INSTRUCTIONS FOR THE TASK:
Retype, word for word, every line from the one holding "impl std::fmt::Display for DeviceSpec" through the one holding "chip, device.bus_number(), device.address());" in the entries below, both included, and only those lines.

◇ ◇ ◇ ◇ ◇

impl Default for Interface {
    fn default() -> Self {
        Interface::A
    }
}

impl FromStr for Interface {
    type Err = Error;

    fn from_str(s: &str) -> Result<Self> {
        match s.to_ascii_uppercase().as_str() {
            "A" => Ok(Interface::A),
            "B" => Ok(Interface::B),
            "C" => Ok(Interface::C),
            "D" => Ok(Interface::D),
            _ => Err(Error::InvalidInterface),
        }
    }
}

impl std::fmt::Display for Interface {
    fn fmt(&self, f: &mut std::fmt::Formatter) -> std::fmt::Result {
        std::fmt::Debug::fmt(self, f)
    }
}

/// Selects which connected adapter to open.
#[derive(Clone, Debug, PartialEq, Eq)]
pub enum DeviceSpec {
    /// Device at a USB bus number and device address.
    BusAddress { bus: u8, address: u8 },
    /// The `index`th device with this VID and PID.
    VidPid { vid: u16, pid: u16, index: usize },
    /// Device with this VID, PID and serial number.
    Serial { vid: u16, pid: u16, serial: String },
}

impl Default for DeviceSpec {
    fn default() -> Self {
        DeviceSpec::VidPid { vid: FTDI_VID, pid: FT2232H_PID, index: 0 }
    }
}

impl FromStr for DeviceSpec {
    type Err = Error;

    /// Parse `d:BUS/ADDR`, `i:VID:PID`, `i:VID:PID:INDEX` or `s:VID:PID:SERIAL`.
    ///
    /// Numbers may be decimal or 0x-prefixed hex.
    fn from_str(s: &str) -> Result<Self> {
        let (kind, rest) = s.split_once(':').ok_or(Error::InvalidSpecifier)?;
        match kind {
            "d" => {
                let (bus, address) = rest.split_once('/').ok_or(Error::InvalidSpecifier)?;
                Ok(DeviceSpec::BusAddress {
                    bus: maybe_hex(bus).or(Err(Error::InvalidSpecifier))?,
                    address: maybe_hex(address).or(Err(Error::InvalidSpecifier))?,
                })
            },
            "i" => {
                let parts: Vec<&str> = rest.split(':').collect();
                let index = match parts.len() {
                    2 => 0,
                    3 => maybe_hex(parts[2]).or(Err(Error::InvalidSpecifier))?,
                    _ => return Err(Error::InvalidSpecifier),
                };
                Ok(DeviceSpec::VidPid {
                    vid: maybe_hex(parts[0]).or(Err(Error::InvalidSpecifier))?,
                    pid: maybe_hex(parts[1]).or(Err(Error::InvalidSpecifier))?,
                    index,
                })
            },
            "s" => {
                let parts: Vec<&str> = rest.splitn(3, ':').collect();
                if parts.len() != 3 || parts[2].is_empty() {
                    return Err(Error::InvalidSpecifier);
                }
                Ok(DeviceSpec::Serial {
                    vid: maybe_hex(parts[0]).or(Err(Error::InvalidSpecifier))?,
                    pid: maybe_hex(parts[1]).or(Err(Error::InvalidSpecifier))?,
                    serial: parts[2].to_owned(),
                })
            },
            _ => Err(Error::InvalidSpecifier),
        }
    }
}

impl std::fmt::Display for DeviceSpec {
    fn fmt(&self, f: &mut std::fmt::Formatter) -> std::fmt::Result {
        match self {
            DeviceSpec::BusAddress { bus, address } => write!(f, "d:{}/{}", bus, address),
            DeviceSpec::VidPid { vid, pid, index } =>
                write!(f, "i:0x{:04x}:0x{:04x}:{}", vid, pid, index),
            DeviceSpec::Serial { vid, pid, serial } =>
                write!(f, "s:0x{:04x}:0x{:04x}:{}", vid, pid, serial),
        }
    }
}

/// Everything needed to open an adapter for SPI flash access.
#[derive(Clone, Debug, Default)]
pub struct FtdiConfig {
    pub device: DeviceSpec,
    pub interface: Interface,
    pub clock: Clock,
    pub pins: Pins,
}

/// An FTDI adapter with one interface open in MPSSE mode.
pub struct FtdiTransport {
    handle: DeviceHandle<Context>,
    interface: Interface,
    chip: ChipType,
    max_packet_size: usize,
    read_chunk: usize,
    write_chunk: usize,
    pending: Vec<u8>,
    saved_latency: Option<u8>,
    released: bool,
}

impl FtdiTransport {
    /// Find and open the adapter described by `config`, leaving it in MPSSE
    /// mode with the clock and pins configured and CS deasserted.
    pub fn open(config: &FtdiConfig) -> Result<Self> {
        log::debug!("Opening FTDI device {} interface {}", config.device, config.interface);
        let context = Context::new()?;
        let device = find_device(&context, &config.device)?;
        let desc = device.device_descriptor()?;
        let bcd = bcd_device(&desc);
        let chip = ChipType::from_release(desc.device_version().major())
            .ok_or(Error::UnsupportedChip(bcd))?;
        if !chip.has_mpsse(config.interface) {
            return Err(Error::NoMpsse { chip, interface: config.interface });
        }
        let max_packet_size = max_packet_size(&device, config.interface).unwrap_or(512);

        let mut handle = device.open()?;
        if let Err(e) = handle.set_auto_detach_kernel_driver(true) {
            log::debug!("Kernel driver auto-detach unavailable: {}", e);
        }
        handle.claim_interface(config.interface.number())?;
        log::info!("Opened {} at bus {} address {}", chip, device.bus_number(), device.address());

        let mut ftdi = FtdiTransport {
            handle,
            interface: config.interface,
            chip,
            max_packet_size,
            read_chunk: CHUNK_SIZE,
            write_chunk: CHUNK_SIZE,
            pending: Vec::new(),
            saved_latency: None,
            released: false,
        };
        ftdi.init(config)?;
        Ok(ftdi)
    }

    pub fn chip(&self) -> ChipType {
        self.chip
    }

    fn init(&mut self, config: &FtdiConfig) -> Result<()> {
        self.control_out(SIO_RESET, SIO_RESET_SIO)?;
        thread::sleep(RESET_SETTLE);
        self.set_bitmode(0x00, BITMODE_RESET)?;
        self.set_bitmode(0xFF, BITMODE_MPSSE)?;
        self.control_out(SIO_RESET, SIO_RESET_PURGE_RX)?;
        self.control_out(SIO_RESET, SIO_RESET_PURGE_TX)?;
        self.drain()?;

        let latency = self.latency_timer()?;
        log::debug!("Saved latency timer {}ms", latency);
        self.saved_latency = Some(latency);
        self.control_out(SIO_SET_LATENCY_TIMER, LATENCY_MS as u16)?;
        self.set_chunk_sizes(CHUNK_SIZE, CHUNK_SIZE)?;

        let clock = config.clock;
        log::debug!("MPSSE clock {:.1}MHz / {} = {:.3}MHz",
                    clock.base_mhz(), clock.divisor(), clock.spi_hz() / 1e6);
        self.write(&clock.init_sequence(config.pins))?;
        thread::sleep(INIT_SETTLE);
        thread::sleep(FLASH_SETTLE);
        Ok(())
    }

    fn set_bitmode(&self, mask: u8, mode: u8) -> Result<()> {
        self.control_out(SIO_SET_BITMODE, ((mode as u16) << 8) | mask as u16)
    }

    fn latency_timer(&self) -> Result<u8> {
        let mut buf = [0u8; 1];
        self.handle.read_control(REQTYPE_IN, SIO_GET_LATENCY_TIMER, 0,
                                 self.interface.index(), &mut buf, CONTROL_TIMEOUT)?;
        Ok(buf[0])
    }

    fn control_out(&self, request: u8, value: u16) -> Result<()> {
        log::trace!("Control request 0x{:02X} value 0x{:04X}", request, value);
        self.handle.write_control(REQTYPE_OUT, request, value,
                                  self.interface.index(), &[], CONTROL_TIMEOUT)?;
        Ok(())
    }

    /// Read and discard any pending data without waiting.
    fn drain(&mut self) -> Result<()> {
        log::trace!("Draining pending data from adapter");
        self.pending.clear();
        let mut buf = vec![0u8; self.read_chunk];
        let timeout = Duration::from_millis(1);
        loop {
            match self.handle.read_bulk(self.interface.in_ep(), &mut buf, timeout) {
                Ok(n) if n > STATUS_BYTES => continue,
                Ok(_) => break,
                Err(rusb::Error::Timeout) => break,
                Err(e) => return Err(e.into()),
            }
        }
        Ok(())
    }

    /// Fetch one transfer from the IN endpoint, keeping only the payload bytes.
    fn fill(&mut self) -> transport::Result<()> {
        let mut buf = vec![0u8; self.read_chunk];
        let n = match self.handle.read_bulk(self.interface.in_ep(), &mut buf, READ_TIMEOUT) {
            Ok(n) => n,
            Err(rusb::Error::Timeout) => 0,
            Err(e) => return Err(usb_error(e)),
        };
        for packet in buf[..n].chunks(self.max_packet_size) {
            if packet.len() > STATUS_BYTES {
                self.pending.extend_from_slice(&packet[STATUS_BYTES..]);
            }
        }
        Ok(())
    }

    /// Restore the latency timer and release the interface.
    fn release(&mut self) -> transport::Result<()> {
        if self.released {
            return Ok(());
        }
        self.released = true;
        let mut result = Ok(());
        if let Some(latency) = self.saved_latency.take() {
            log::debug!("Restoring latency timer {}ms", latency);
            if let Err(e) = self.handle.write_control(REQTYPE_OUT, SIO_SET_LATENCY_TIMER,
                                                      latency as u16, self.interface.index(),
                                                      &[], CONTROL_TIMEOUT)
            {
                result = Err(usb_error(e));
            }
        }
        if let Err(e) = self.handle.release_interface(self.interface.number()) {
            result = result.and(Err(usb_error(e)));
        }
        result
    }
}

◇ ◇ ◇ ◇ ◇

OUTPUT FOR THIS TASK:
impl std::fmt::Display for DeviceSpec {
    fn fmt(&self, f: &mut std::fmt::Formatter) -> std::fmt::Result {
        match self {
            DeviceSpec::BusAddress { bus, address } => write!(f, "d:{}/{}", bus, address),
            DeviceSpec::VidPid { vid, pid, index } =>
                write!(f, "i:0x{:04x}:0x{:04x}:{}", vid, pid, index),
            DeviceSpec::Serial { vid, pid, serial } =>
                write!(f, "s:0x{:04x}:0x{:04x}:{}", vid, pid, serial),
        }
    }
}

/// Everything needed to open an adapter for SPI flash access.
#[derive(Clone, Debug, Default)]
pub struct FtdiConfig {
    pub device: DeviceSpec,
    pub interface: Interface,
    pub clock: Clock,
    pub pins: Pins,
}

/// An FTDI adapter with one interface open in MPSSE mode.
pub struct FtdiTransport {
    handle: DeviceHandle<Context>,
    interface: Interface,
    chip: ChipType,
    max_packet_size: usize,
    read_chunk: usize,
    write_chunk: usize,
    pending: Vec<u8>,
    saved_latency: Option<u8>,
    released: bool,
}

impl FtdiTransport {
    /// Find and open the adapter described by `config`, leaving it in MPSSE
    /// mode with the clock and pins configured and CS deasserted.
    pub fn open(config: &FtdiConfig) -> Result<Self> {
        log::debug!("Opening FTDI device {} interface {}", config.device, config.interface);
        let context = Context::new()?;
        let device = find_device(&context, &config.device)?;
        let desc = device.device_descriptor()?;
        let bcd = bcd_device(&desc);
        let chip = ChipType::from_release(desc.device_version().major())
            .ok_or(Error::UnsupportedChip(bcd))?;
        if !chip.has_mpsse(config.interface) {
            return Err(Error::NoMpsse { chip, interface: config.interface });
        }
        let max_packet_size = max_packet_size(&device, config.interface).unwrap_or(512);

        let mut handle = device.open()?;
        if let Err(e) = handle.set_auto_detach_kernel_driver(true) {
            log::debug!("Kernel driver auto-detach unavailable: {}", e);
        }
        handle.claim_interface(config.interface.number())?;
        log::info!("Opened {} at bus {} address {}", chip, device.bus_number(), device.address());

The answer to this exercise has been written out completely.